Altri se la immaginano triste perché, avendo fama le zingare di capacità divinatorie (c’è chi con occhi palepolesi ci vede la Sibilla), si muove a pietà nel prevedere la tragica fine di quel Bambino che ora dorme tranquillo nella mangiatoia; in fondo il suo bambino, per quanto misero, è meno sfortunato. Mi piace molto questa immagine e, qualche anno fa’, realizzando un diorama pasquale raffigurante la Deposizione di Gesù dalla Croce, ho posizionato in secondo piano la stessa zingara del presepe, triste testimone del compimento della sua previsione. Proprio la stessa zingara ho usato, regolarmente munita di “votapesce”, che in italiano si chiama “schiumarola”, che sarebbe quella paletta bucherellata che si usa per rigirare le fritture nella padella. Ma che ci fa la zingara in cammino sul presepe con una votapesce in mano? Semplicemente la vende ai passanti, assieme ad altri piccoli manufatti in ferro, come mestoli, forchettone, paletta per il braciere…
In pratica, lo zingaro li realizzava e la zingara si occupava della vendita ambulante. Un modo come un altro per guadagnarsi onestamente la campata. Ben poca cosa, considerata la fama di abili fabbri di cui godevano gli zingari, fin dal loro lontano arrivo nel Regno di Napoli (“‘e zinghere caurarare” costruivano e stagnavano ottime caldaie). Sulle loro piccole incudini nasceva il favoloso scacciapensieri, noto in Sicilia come “marranzana” e da noi come “tromba degli zingari”. Anche grossi chiodi forgiavano e qualcuno ha avutola la inquietante idea, grazie a Dio non molto diffusa, di porli tra le mani della zingara del presepe come drammatico segno di presagio. Troppo triste per carità, meglio ‘a votapesce.

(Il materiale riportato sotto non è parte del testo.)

//! # Circuit Breaker Middleware
//!
//! Runs every request through a [`CircuitBreaker`]. The wrapped service is the
//! guarded operation: an error or a 5xx response counts as a failure and is
//! passed back unchanged. While the circuit is open the wrapped service is not
//! called and the client gets `503 Service Unavailable`, or whatever response
//! the breaker's fallback produces.
//!
//! ## Example
//!
//! ```rust,no_run
//! use lighter_breaker::config::CircuitBreakerConfig;
//! use lighter_breaker::CircuitBreakerMiddleware;
//! use actix_web::{App, HttpServer};
//!
//! #[actix_web::main]
//! async fn main() -> std::io::Result<()> {
//!     let middleware = CircuitBreakerMiddleware::new("upstream", &CircuitBreakerConfig::default())
//!         .expect("valid circuit breaker config");
//!
//!     HttpServer::new(move || {
//!         App::new()
//!             .wrap(middleware.clone())
//!             // ... your routes
//!     })
//!     .bind("0.0.0.0:8080")?
//!     .run()
//!     .await
//! }
//! ```

use std::cell::Cell;
use std::future::{Ready, ready};
use std::rc::Rc;

use actix_web::{
    Error, HttpRequest, HttpResponse,
    body::{BoxBody, MessageBody},
    dev::{Service, ServiceRequest, ServiceResponse, Transform, forward_ready},
    http::header,
};
use futures_util::future::LocalBoxFuture;

use crate::config::CircuitBreakerConfig;
use crate::error::{BreakerError, CircuitBreakerError, CircuitOpenError};
use crate::resilience::CircuitBreaker;

/// Default response for a rejected request
///
/// `Retry-After` is the remaining Open time, rounded up to whole seconds. It is
/// left out when the breaker cannot tell, e.g. while a HalfOpen probe is running.
pub fn circuit_open_response(err: &CircuitOpenError) -> HttpResponse {
    let mut response = HttpResponse::ServiceUnavailable();

    if !err.retry_in.is_zero() {
        let retry_after = err.retry_in.as_secs() + u64::from(err.retry_in.subsec_nanos() > 0);
        response.insert_header((header::RETRY_AFTER, retry_after.to_string()));
    }

    response.content_type("text/plain").body("Service Unavailable")
}

/// Circuit breaker middleware for actix-web
#[derive(Clone)]
pub struct CircuitBreakerMiddleware {
    /// `None` when the breaker is disabled in configuration
    breaker: Option<CircuitBreaker<HttpResponse>>,
}

impl CircuitBreakerMiddleware {
    /// Create the middleware from configuration; a disabled breaker passes requests straight through
    pub fn new(name: impl Into<String>, config: &CircuitBreakerConfig) -> Result<Self, BreakerError> {
        let name = name.into();

        if !config.enabled {
            tracing::info!(circuit_breaker = %name, "Circuit breaker disabled, passing requests through");
            return Ok(Self { breaker: None });
        }

        Ok(Self {
            breaker: Some(CircuitBreaker::with_config(name, config)?),
        })
    }

    /// Wrap an existing breaker, e.g. one shared with other call sites or with a custom fallback
    pub fn with_breaker(breaker: CircuitBreaker<HttpResponse>) -> Self {
        Self {
            breaker: Some(breaker),
        }
    }

    pub fn breaker(&self) -> Option<&CircuitBreaker<HttpResponse>> {
        self.breaker.as_ref()
    }
}

impl<S, B> Transform<S, ServiceRequest> for CircuitBreakerMiddleware
where
    S: Service<ServiceRequest, Response = ServiceResponse<B>, Error = Error> + 'static,
    S::Future: 'static,
    B: MessageBody + 'static,
{
    type Response = ServiceResponse<BoxBody>;
    type Error = Error;
    type InitError = ();
    type Transform = CircuitBreakerMiddlewareService<S>;
    type Future = Ready<Result<Self::Transform, Self::InitError>>;

    fn new_transform(&self, service: S) -> Self::Future {
        ready(Ok(CircuitBreakerMiddlewareService {
            service: Rc::new(service),
            breaker: self.breaker.clone(),
        }))
    }
}

/// A failed request, kept whole so it can be handed back to the client
enum UpstreamFailure {
    Error(Error),
    ServerError(ServiceResponse<BoxBody>),
}

/// Circuit breaker middleware service
pub struct CircuitBreakerMiddlewareService<S> {
    service: Rc<S>,
    breaker: Option<CircuitBreaker<HttpResponse>>,
}

impl<S, B> Service<ServiceRequest> for CircuitBreakerMiddlewareService<S>
where
    S: Service<ServiceRequest, Response = ServiceResponse<B>, Error = Error> + 'static,
    S::Future: 'static,
    B: MessageBody + 'static,
{
    type Response = ServiceResponse<BoxBody>;
    type Error = Error;
    type Future = LocalBoxFuture<'static, Result<Self::Response, Self::Error>>;

    forward_ready!(service);

    fn call(&self, req: ServiceRequest) -> Self::Future {
        let service = Rc::clone(&self.service);

        let Some(breaker) = self.breaker.clone() else {
            return Box::pin(async move {
                let res = service.call(req).await?;
                Ok(res.map_into_boxed_body())
            });
        };

        // The request stays parked until the breaker admits the call, so the
        // router downstream still holds the only reference to it.
        let parked = Rc::new(Cell::new(Some(req)));
        let admitted = Rc::clone(&parked);
        let served = Rc::new(Cell::new(None::<HttpRequest>));
        let served_by_upstream = Rc::clone(&served);

        Box::pin(async move {
            let outcome = breaker
                .call(async move {
                    let Some(req) = admitted.take() else {
                        return Err(UpstreamFailure::Error(request_consumed()));
                    };

                    match service.call(req).await {
                        Ok(res) if res.status().is_server_error() => {
                            Err(UpstreamFailure::ServerError(res.map_into_boxed_body()))
                        }
                        Ok(res) => {
                            let (http_req, response) = res.map_into_boxed_body().into_parts();
                            served_by_upstream.set(Some(http_req));
                            Ok(response)
                        }
                        Err(err) => Err(UpstreamFailure::Error(err)),
                    }
                })
                .await;

            match outcome {
                Ok(response) => match served.take() {
                    Some(http_req) => Ok(ServiceResponse::new(http_req, response)),
                    // Fallback answered in place of the upstream
                    None => answer_parked(&parked, response),
                },
                Err(CircuitBreakerError::Inner(UpstreamFailure::ServerError(res))) => Ok(res),
                Err(CircuitBreakerError::Inner(UpstreamFailure::Error(err))) => Err(err),
                Err(CircuitBreakerError::Open(err)) => {
                    tracing::warn!(
                        circuit_breaker = %err.name,
                        retry_in_ms = err.retry_in.as_millis() as u64,
                        "Circuit open, returning 503"
                    );
                    answer_parked(&parked, circuit_open_response(&err))
                }
            }
        })
    }
}

fn request_consumed() -> Error {
    actix_web::error::ErrorInternalServerError("request already handed to the upstream service")
}

/// Answer a request the upstream service never saw
fn answer_parked(
    parked: &Cell<Option<ServiceRequest>>,
    response: HttpResponse,
) -> Result<ServiceResponse<BoxBody>, Error> {
    let req = parked.take().ok_or_else(request_consumed)?;
    tracing::debug!(path = %req.path(), status = %response.status(), "Answered without upstream");
    Ok(req.into_response(response))
}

In una incisione di metà Ottocento, tratta da “Usi e Costumi di Napoli” di F. de Bourcard, si vede come il modesto fabbro, si accovacciava per strada e allestiva la sua modesta fucina: una piccola incudine, pochi attrezzi e un ingegnoso manticetto fatto con pelli animali per alimentare il fuocherello necessario ad arroventare il ferro e ding… ding… ding… nascevano mestoli, palette e votapesce che la zingara vendeva per strada porgendoli con la mano lasciata libera dall’immancabile fantolino in braccio. I nostri pastorari l’hanno per lungo tempo rappresentata così. Io me la ricordo con almeno tre oggetti in mano, perlopiù fili di ferro rivestiti di creta, vagamente modellati e infilzati nel fianco. Poi mi ricordo che gli oggetti sono diventati due, poi uno e, infine, puf… si è perduta la votapesce. E sono convinto che sia lei l’ultima superstite perché le ultime presentano nella creta impronte che suggeriscono i forellini atti a scolare l’olio della frittura. Prima di scomparire del tutto, la povera votapesce era diventata un semplice dischetto di creta infilzato sul solito filo di ferro fissato nel fianco della povera zingarella ed era ormai impossibile riconoscerla.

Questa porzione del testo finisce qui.